German history presents an ominous lesson on the possibility of Trump and Trumpism overtaking American democracy.

On September 18, 1787, James McHenry, an Irish immigrant and Maryland delegate to the Constitutional Convention in Philadelphia, noted in his diary the exchange that took place between Elizabeth Willing Powell, a salonniére and one of the leading social figures of colonial and early Republic Philadelphia, and the British-American polymath Benjamin Franklin who had helped draft the Constitution: “What have we got, a republic or a monarchy?” Eliza, as she was popularly known, inquired. “A republic,” replied Franklin, “if you can keep it.”
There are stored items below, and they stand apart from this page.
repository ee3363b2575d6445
//! API utilities for frontend-backend communication
//!
//! Provides helper functions for constructing API URLs and making requests.

use gloo_net::http::Request;
use serde::de::DeserializeOwned;
use thiserror::Error;

/// Порт, на котором `trunk serve` отдаёт фронтенд при разработке
const DEV_SERVER_PORT: &str = "8080";
const BACKEND_PORT: u16 = 3000;

/// Ошибка загрузки данных с сервера
#[derive(Debug, Clone, PartialEq, Error)]
pub enum LoadError {
    #[error("Request failed: {0}")]
    Network(String),

    #[error("HTTP error: {0}")]
    Status(u16),

    #[error("Failed to parse response: {0}")]
    Decode(String),
}

/// Get the base URL for API requests
///
/// In production the backend serves the frontend itself, so requests stay
/// same-origin (empty base). Under the trunk dev server the backend is
/// reached on port 3000 of the same host.
pub fn api_base() -> String {
    let window = match web_sys::window() {
        Some(w) => w,
        None => return String::new(),
    };
    let location = window.location();
    let port = location.port().unwrap_or_default();
    if port != DEV_SERVER_PORT {
        return String::new();
    }
    let protocol = location.protocol().unwrap_or_else(|_| "http:".to_string());
    let hostname = location
        .hostname()
        .unwrap_or_else(|_| "127.0.0.1".to_string());
    format!("{}//{}:{}", protocol, hostname, BACKEND_PORT)
}

/// Build a full API URL from a path
///
/// # Example
/// ```rust,ignore
/// let url = api_url("/api/certificates");
/// ```
pub fn api_url(path: &str) -> String {
    format!("{}{}", api_base(), path)
}

/// GET-запрос с разбором JSON-ответа. Любой не-2xx ответ - ошибка.
pub async fn get_json<T: DeserializeOwned>(path: &str) -> Result<T, LoadError> {
    let url = api_url(path);
    let response = Request::get(&url)
        .header("Accept", "application/json")
        .send()
        .await
        .map_err(|e| LoadError::Network(e.to_string()))?;

    if !response.ok() {
        return Err(LoadError::Status(response.status()));
    }

    response
        .json::<T>()
        .await
        .map_err(|e| LoadError::Decode(e.to_string()))
}
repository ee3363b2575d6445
use super::view::{ProductDetailsView, ProductLoadError};
use crate::domain::a003_product::api;
use crate::shared::api_utils::LoadError;
use crate::shared::modal_viewer::{ItemRenderer, Resolve};
use contracts::domain::a003_product::aggregate::{ProductDetails, ProductSummaryDto};
use leptos::prelude::*;

/// Каждое открытие карточки - один запрос `/products/{slug}/json/`
#[derive(Debug, Clone, Copy, Default)]
pub struct ProductRenderer;

impl ItemRenderer for ProductRenderer {
    type Item = ProductSummaryDto;
    type Content = ProductDetails;

    fn resolve(&self, item: &ProductSummaryDto) -> Resolve<ProductDetails> {
        let slug = item.slug.clone();
        Resolve::Pending(Box::pin(async move {
            api::fetch_product_detail(&slug)
                .await
                .map(ProductDetails::from)
        }))
    }

    fn render(&self, details: &ProductDetails) -> AnyView {
        view! { <ProductDetailsView details=details.clone() /> }.into_any()
    }

    fn render_error(&self, _error: &LoadError) -> AnyView {
        view! { <ProductLoadError /> }.into_any()
    }
}
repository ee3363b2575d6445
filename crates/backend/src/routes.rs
use axum::{routing::get, Router};

use crate::handlers::{self, AppState};

/// Конфигурация всех роутов API
pub fn configure_routes(state: AppState) -> Router {
    Router::new()
        .route("/health", get(|| async { "ok" }))
        .route(
            "/api/certificates",
            get(handlers::a001_certificate::list_active),
        )
        .route("/api/gallery", get(handlers::a002_gallery_image::list_active))
        .route("/api/products", get(handlers::a003_product::list))
        .route(
            "/products/:slug/json/",
            get(handlers::a003_product::get_detail_json),
        )
        .with_state(state)
}
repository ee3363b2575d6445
pub mod aggregate;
The American people have kept the Republic safely, even when in its 243-year history ambitious and mercenary Presidents challenged that idea. That is until Donald J. Trump lost the 2020 election on November 3. After exhausting legal mechanisms of challenging the results, failing to strong-arm the election officials in four states to reverse the election results in those states, he summoned his core base to descend on the Capitol by Tweeting: “Be there, will be wild.”  For good measure he added in another Tweet: “… or we will not have a country.” Rudy Giuliani, who as mayor of New York had earned the sobriquet of  “America’s Mayor” because of his role during the terrorist attacks in 2001 but had turned himself into Trump’s bagman, called for “Trial by combat.” 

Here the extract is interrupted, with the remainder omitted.